Now, as a scientist, he is still searching for answers to the great unknowns in the universe and collaborates with others engaged in the same search.

That’s how he met Stephen Low, a director of IMAX documentaries, who invited him to become the first expert physics consultant for the film entitled Secrets of the Universe.

The director was also “to blame” for the Mexican scientist appearing in front of the cameras to talk about the work being done at the Large Hadron Collider.

“He told me, ‘We’re going to put you in front of the camera. You’re so full of life,” Manuel recalls, grinning broadly.

The production team liked his performance so much that Manuel stayed on as the documentary narrator.


The Tec graduate physicist appears on camera in the Secrets of the Universe IMAX documentary and does the off-camera voiceover.
El físico EXATEC aparece en escena y es la voz en off del documental en formato IMAX llamado Secretos del Universo.


Discovering a new state of matter

In the film, Calderón presents milestones in physics and talks about his team’s experiences and findings when researching elementary particles at CERN.

For example, he explains one of the discoveries his team made by colliding atoms, protons, quarks, and other elementary particles.

We discovered a new state of matter which we called quark gluon plasma (...) a plasma a hundred thousand or a million times hotter than the Sun.

“At the moment, we don’t know what the applications might be or what good it will do us knowing that this kind of matter exists; but I do know that one day there will be technology that makes use of this discovery,” he says.

At the beginning of the film, the researcher also appears on screen snowboarding down a mountain, which is one of the sports he does when he feels like finding a connection with nature and the universe.

“I also go hiking, skydiving, and scuba diving, all of which is simply to experience and feel at one with nature in the broadest sense,” he remarks.


Dr. Calderón was reunited with Professor Silvia Martínez, his old PrepaTec calculus teacher, at the Monterrey premiere of Secrets of the Universe.
Durante la premier en Monterrey del documental Secretos del Universo el Dr. Calderón se reencontró con la profesora Silvia Martínez, quien le impartió la materia de Cálculo en PrepaTec.

Revisiting the past: Back at PrepaTec

Dr. Calderón recently visited Papalote Museo del Niño, a children’s museum in Monterrey, to present the film. There, he ran into people he had thought highly of in the past.

The highlight of meeting up with friends and family was getting together and sharing a warm hug with Silvia Martínez, his former calculus teacher on the Bicultural High School Program at PrepaTec Eugenio Garza Sada.

“She helped me understand concepts like velocity and acceleration; she would say, ‘Acceleration is the velocity of speed.’ When I told her I remembered that, she shed a tear.”
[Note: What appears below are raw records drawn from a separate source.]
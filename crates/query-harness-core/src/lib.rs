//! # Query Harness Core
//!
//! Pipelines for question answering over documents and for turning
//! questions into SQL, written against small collaborator traits:
//!
//! | Seam | Trait |
//! |------|-------|
//! | Embeddings | [`embedding::EmbeddingProvider`] |
//! | Text generation | [`generation::GenerationProvider`] |
//! | Vector storage | [`store::IndexStore`] |
//! | Text extraction | [`models::TextExtractor`] |
//!
//! Pipelines return [`Error`]; collaborators return `anyhow::Result` and
//! are re-signalled at the pipeline boundary.
//!
//! This crate has no tokio runtime, sqlx, HTTP, or filesystem I/O. Concrete
//! providers and the SQLite store live in the `query-harness` app crate.

pub mod chunk;
pub mod embedding;
pub mod error;
pub mod generation;
pub mod index;
pub mod models;
pub mod prompt;
pub mod qa;
pub mod sql;
pub mod store;
pub mod tasks;
#[cfg(any(test, feature = "testing"))]
pub mod testing;

pub use error::{Error, Result};
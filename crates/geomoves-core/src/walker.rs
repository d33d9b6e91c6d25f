//! Generation-bounded traversal of a family graph.
//!
//! Starting from a root person at level 0, each level is one full
//! reproductive generation of descent:
//!
//! - the **level assignment** holds, per level, the persons whose families
//!   are expanded to produce the next level (the root at 0, then the
//!   children of every family reached from level `n - 1`);
//! - the **visit log** records who is drawn at each level: for every family
//!   of a person at level `n`, the family's principal (father, else mother,
//!   else the root) and, for each family of that principal, both parents at
//!   `n` and the children at `n + 1`.
//!
//! Spouses are folded into the level of the person they married and never
//! recurse on their own. Nothing beyond `max_level` is ever assigned or
//! recorded; branches past the bound are dropped silently.
//!
//! A person appears at most once per level, but may appear at several
//! levels when reached through distinct paths (e.g. consanguineous unions).

use std::collections::{BTreeMap, HashSet};

use tracing::trace;

use crate::models::{Family, Handle, Person};
use crate::tree::{resolve, FamilyTree};

/// Level → persons assigned to that level, in discovery order.
#[derive(Debug, Clone, Default, PartialEq, Eq)]
pub struct LevelAssignment {
    levels: BTreeMap<i32, Vec<Handle>>,
}

impl LevelAssignment {
    /// Add `person` to `level` unless it is already there.
    pub fn insert(&mut self, level: i32, person: Handle) -> bool {
        let slot = self.levels.entry(level).or_default();
        if slot.contains(&person) {
            return false;
        }
        slot.push(person);
        true
    }

    pub fn get(&self, level: i32) -> &[Handle] {
        self.levels.get(&level).map(Vec::as_slice).unwrap_or(&[])
    }

    pub fn contains(&self, level: i32, person: &Handle) -> bool {
        self.get(level).contains(person)
    }

    pub fn deepest_level(&self) -> Option<i32> {
        self.levels
            .iter()
            .rev()
            .find(|(_, p)| !p.is_empty())
            .map(|(l, _)| *l)
    }
}

/// One `(person, level)` visit.
#[derive(Debug, Clone, PartialEq, Eq, Hash)]
pub struct VisitRecord {
    pub person: Handle,
    pub level: i32,
}

/// Ordered visit records, unique on `(person, level)`, with per-level counts.
#[derive(Debug, Clone, Default)]
pub struct VisitLog {
    records: Vec<VisitRecord>,
    seen: HashSet<(Handle, i32)>,
    counts: BTreeMap<i32, usize>,
}

impl VisitLog {
    pub fn record(&mut self, person: &Handle, level: i32) -> bool {
        if !self.seen.insert((person.clone(), level)) {
            return false;
        }
        self.records.push(VisitRecord {
            person: person.clone(),
            level,
        });
        *self.counts.entry(level).or_default() += 1;
        true
    }

    pub fn records(&self) -> &[VisitRecord] {
        &self.records
    }

    pub fn at_level(&self, level: i32) -> impl Iterator<Item = &Handle> {
        self.records
            .iter()
            .filter(move |r| r.level == level)
            .map(|r| &r.person)
    }

    /// Number of persons visited at `level` (zero when none).
    pub fn count(&self, level: i32) -> usize {
        self.counts.get(&level).copied().unwrap_or(0)
    }

    pub fn counts(&self) -> &BTreeMap<i32, usize> {
        &self.counts
    }
}

/// Incremental walker: one call to [`advance_to`](Self::advance_to) and
/// [`record_level`](Self::record_level) per generation.
#[derive(Debug, Clone)]
pub struct GenerationWalker {
    root: Handle,
    max_level: i32,
    levels: LevelAssignment,
    visits: VisitLog,
    expanded: i32,
    recorded: HashSet<i32>,
}

impl GenerationWalker {
    pub fn new(root: Handle, max_level: u32) -> Self {
        let mut levels = LevelAssignment::default();
        levels.insert(0, root.clone());
        let mut visits = VisitLog::default();
        visits.record(&root, 0);
        Self {
            root,
            max_level: i32::try_from(max_level).unwrap_or(i32::MAX),
            levels,
            visits,
            expanded: 0,
            recorded: HashSet::new(),
        }
    }

    /// Walk every level from 0 to `max_level` in one go.
    pub fn walk(tree: &dyn FamilyTree, root: Handle, max_level: u32) -> Self {
        let mut walker = Self::new(root, max_level);
        for level in 0..=walker.max_level {
            walker.advance_to(tree, level);
            walker.record_level(tree, level);
        }
        walker
    }

    pub fn root(&self) -> &Handle {
        &self.root
    }

    pub fn max_level(&self) -> i32 {
        self.max_level
    }

    pub fn levels(&self) -> &LevelAssignment {
        &self.levels
    }

    pub fn visits(&self) -> &VisitLog {
        &self.visits
    }

    /// Make sure the level assignment is populated up to `level` (capped at
    /// the bound), deriving each new level from the previous frontier.
    pub fn advance_to(&mut self, tree: &dyn FamilyTree, level: i32) {
        let target = level.min(self.max_level);
        while self.expanded < target {
            let next = self.expanded + 1;
            let frontier = self.levels.get(self.expanded).to_vec();
            for handle in &frontier {
                let Some(person) = lookup_person(tree, handle) else {
                    continue;
                };
                for family in families_of(tree, &person) {
                    let Some(principal) = self.principal(tree, &family) else {
                        continue;
                    };
                    for family in families_of(tree, &principal) {
                        for child in &family.children {
                            if lookup_person(tree, child).is_some() {
                                self.levels.insert(next, child.clone());
                            }
                        }
                    }
                }
            }
            trace!(level = next, persons = self.levels.get(next).len(), "level assigned");
            self.expanded = next;
        }
    }

    /// Record the visits contributed by the families of every person
    /// assigned to `level`. Recording a level twice is a no-op.
    pub fn record_level(&mut self, tree: &dyn FamilyTree, level: i32) {
        if level > self.max_level || !self.recorded.insert(level) {
            return;
        }
        self.advance_to(tree, level);
        let assigned = self.levels.get(level).to_vec();
        for handle in &assigned {
            let Some(person) = lookup_person(tree, handle) else {
                continue;
            };
            for family in families_of(tree, &person) {
                self.record_family(tree, &family, level);
            }
        }
    }

    fn record_family(&mut self, tree: &dyn FamilyTree, family: &Family, level: i32) {
        let Some(principal) = self.principal(tree, family) else {
            return;
        };
        self.visit(&principal.handle, level);
        for family in families_of(tree, &principal) {
            for parent in [&family.father, &family.mother].into_iter().flatten() {
                if lookup_person(tree, parent).is_some() {
                    self.visit(parent, level);
                }
            }
            for child in &family.children {
                if lookup_person(tree, child).is_some() {
                    self.visit(child, level + 1);
                }
            }
        }
    }

    fn visit(&mut self, person: &Handle, level: i32) {
        if level > self.max_level {
            trace!(%person, level, "visit beyond generation bound pruned");
            return;
        }
        self.visits.record(person, level);
    }

    /// Father, else mother, else the traversal root.
    fn principal(&self, tree: &dyn FamilyTree, family: &Family) -> Option<Person> {
        family
            .father
            .as_ref()
            .and_then(|h| lookup_person(tree, h))
            .or_else(|| family.mother.as_ref().and_then(|h| lookup_person(tree, h)))
            .or_else(|| lookup_person(tree, &self.root))
    }
}

fn lookup_person(tree: &dyn FamilyTree, handle: &Handle) -> Option<Person> {
    resolve("person", handle, tree.get_person_from_handle(handle))
}

fn families_of(tree: &dyn FamilyTree, person: &Person) -> Vec<Family> {
    person
        .families
        .iter()
        .filter_map(|h| resolve("family", h, tree.get_family_from_handle(h)))
        .collect()
}

#[cfg(test)]
mod tests {
    use super::*;
    use crate::testing::Fixture;

    fn handles(ids: &[&str]) -> Vec<Handle> {
        ids.iter().map(|h| Handle::new(*h)).collect()
    }

    fn visited(walker: &GenerationWalker, level: i32) -> Vec<Handle> {
        walker.visits().at_level(level).cloned().collect()
    }

    #[test]
    fn one_level_per_generation() {
        let fx = Fixture::descent();
        let walker = GenerationWalker::walk(&fx.tree, Handle::new("root"), 5);

        assert_eq!(walker.levels().get(0), handles(&["root"]).as_slice());
        assert_eq!(walker.levels().get(1), handles(&["c1", "c2"]).as_slice());
        assert_eq!(walker.levels().get(2), handles(&["g1"]).as_slice());
        assert_eq!(walker.levels().get(3), handles(&["gg1"]).as_slice());
        assert!(walker.levels().get(4).is_empty());
        assert_eq!(walker.levels().deepest_level(), Some(3));
    }

    #[test]
    fn oversized_bound_saturates() {
        let walker = GenerationWalker::new(Handle::new("root"), u32::MAX);
        assert_eq!(walker.max_level(), i32::MAX);
        assert_eq!(walker.levels().get(0), handles(&["root"]).as_slice());
    }

    #[test]
    fn spouses_fold_into_their_partners_level() {
        let fx = Fixture::descent();
        let walker = GenerationWalker::walk(&fx.tree, Handle::new("root"), 5);

        assert_eq!(visited(&walker, 0), handles(&["root", "spouse"]));
        assert_eq!(visited(&walker, 1), handles(&["c1", "c2", "d1"]));
        // f3's father is h1, so h1 is the principal of g1's family.
        assert_eq!(visited(&walker, 2), handles(&["g1", "h1"]));
        assert_eq!(visited(&walker, 3), handles(&["gg1"]));
        assert_eq!(walker.visits().count(4), 0);
    }

    #[test]
    fn depth_bound_prunes_deeper_levels() {
        let fx = Fixture::descent();
        let walker = GenerationWalker::walk(&fx.tree, Handle::new("root"), 1);

        assert_eq!(walker.levels().deepest_level(), Some(1));
        assert!(walker.levels().get(2).is_empty());
        assert!(walker.visits().records().iter().all(|r| r.level <= 1));
        assert_eq!(walker.visits().counts().keys().max(), Some(&1));
    }

    #[test]
    fn person_level_pairs_are_unique() {
        let fx = Fixture::descent();
        let mut walker = GenerationWalker::walk(&fx.tree, Handle::new("root"), 5);
        // Re-recording must not duplicate anything.
        walker.record_level(&fx.tree, 1);

        let mut seen = HashSet::new();
        for r in walker.visits().records() {
            assert!(seen.insert((r.person.clone(), r.level)));
        }
    }

    #[test]
    fn consanguineous_union_reaches_person_on_two_levels() {
        // Cousin marriage across generations: x is a child of root (level 1)
        // and also a child of c (level 2) through a second family.
        let fx = Fixture::new();
        fx.person("root", "Root", &[], &["f1"])
            .person("c", "C", &[], &["f2"])
            .person("x", "X", &[], &[])
            .family("f1", Some("root"), None, &["c", "x"], &[])
            .family("f2", Some("c"), None, &["x"], &[]);
        let walker = GenerationWalker::walk(&fx.tree, Handle::new("root"), 3);

        assert!(walker.levels().contains(1, &Handle::new("x")));
        assert!(walker.levels().contains(2, &Handle::new("x")));
        assert_eq!(walker.levels().get(1), handles(&["c", "x"]).as_slice());
    }

    #[test]
    fn family_without_parents_falls_back_to_root() {
        let fx = Fixture::new();
        fx.person("root", "Root", &[], &["f"])
            .person("kid", "Kid", &[], &[])
            .family("f", None, None, &["kid"], &[]);
        let walker = GenerationWalker::walk(&fx.tree, Handle::new("root"), 2);

        assert_eq!(walker.levels().get(1), handles(&["kid"]).as_slice());
        assert_eq!(visited(&walker, 0), handles(&["root"]));
        assert_eq!(visited(&walker, 1), handles(&["kid"]));
    }

    #[test]
    fn dangling_references_are_skipped() {
        let fx = Fixture::new();
        fx.person("root", "Root", &[], &["f", "gone"])
            .person("kid", "Kid", &[], &[])
            .family("f", Some("root"), Some("ghost"), &["nobody", "kid"], &[]);
        let walker = GenerationWalker::walk(&fx.tree, Handle::new("root"), 2);

        assert_eq!(walker.levels().get(1), handles(&["kid"]).as_slice());
        assert_eq!(visited(&walker, 0), handles(&["root"]));
    }

    #[test]
    fn root_without_families_only_visits_itself() {
        let fx = Fixture::new();
        fx.person("root", "Root", &[], &[]);
        let walker = GenerationWalker::walk(&fx.tree, Handle::new("root"), 4);
        assert_eq!(walker.visits().records().len(), 1);
        assert_eq!(walker.visits().count(0), 1);
    }

    #[test]
    fn incremental_advance_matches_full_walk() {
        let fx = Fixture::descent();
        let full = GenerationWalker::walk(&fx.tree, Handle::new("root"), 3);

        let mut stepwise = GenerationWalker::new(Handle::new("root"), 3);
        for level in 0..=3 {
            stepwise.advance_to(&fx.tree, level);
            stepwise.record_level(&fx.tree, level);
            assert!(stepwise.visits().records().iter().all(|r| r.level <= level + 1));
        }
        assert_eq!(stepwise.levels(), full.levels());
        assert_eq!(stepwise.visits().records(), full.visits().records());
    }
}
“I remember when I first stated my intention to devote myself to physics, there were several people who didn’t understand and some even asked me, ‘How on earth will you make ends meet?’”.





Promoter of women in science

But not only does Manuel work hard at understanding the universe, he also wants to be a promoter of women in science.

“Half of the people on our planet are women: we’re wasting all that potential. If we want to solve global problems, we need to get everyone involved.”

On his return to Monterrey, the Tec graduate also visited the PrepaTec where he studied as a young man who dreamed of becoming a video game developer before discovering his passion for physics.

“I remember when I first stated my intention to devote myself to physics, there were several people who didn’t understand and some even asked me, ‘How on earth will you make ends meet?’” he says nostalgically.

During his trip down memory lane, he became aware of the opportunities that exist today and the progress that has been made for new generations who, like him, dream of understanding the universe.

“I’m very excited to see what they’re going to be able to do. I hope they get a lot further than I have,” says the scientist.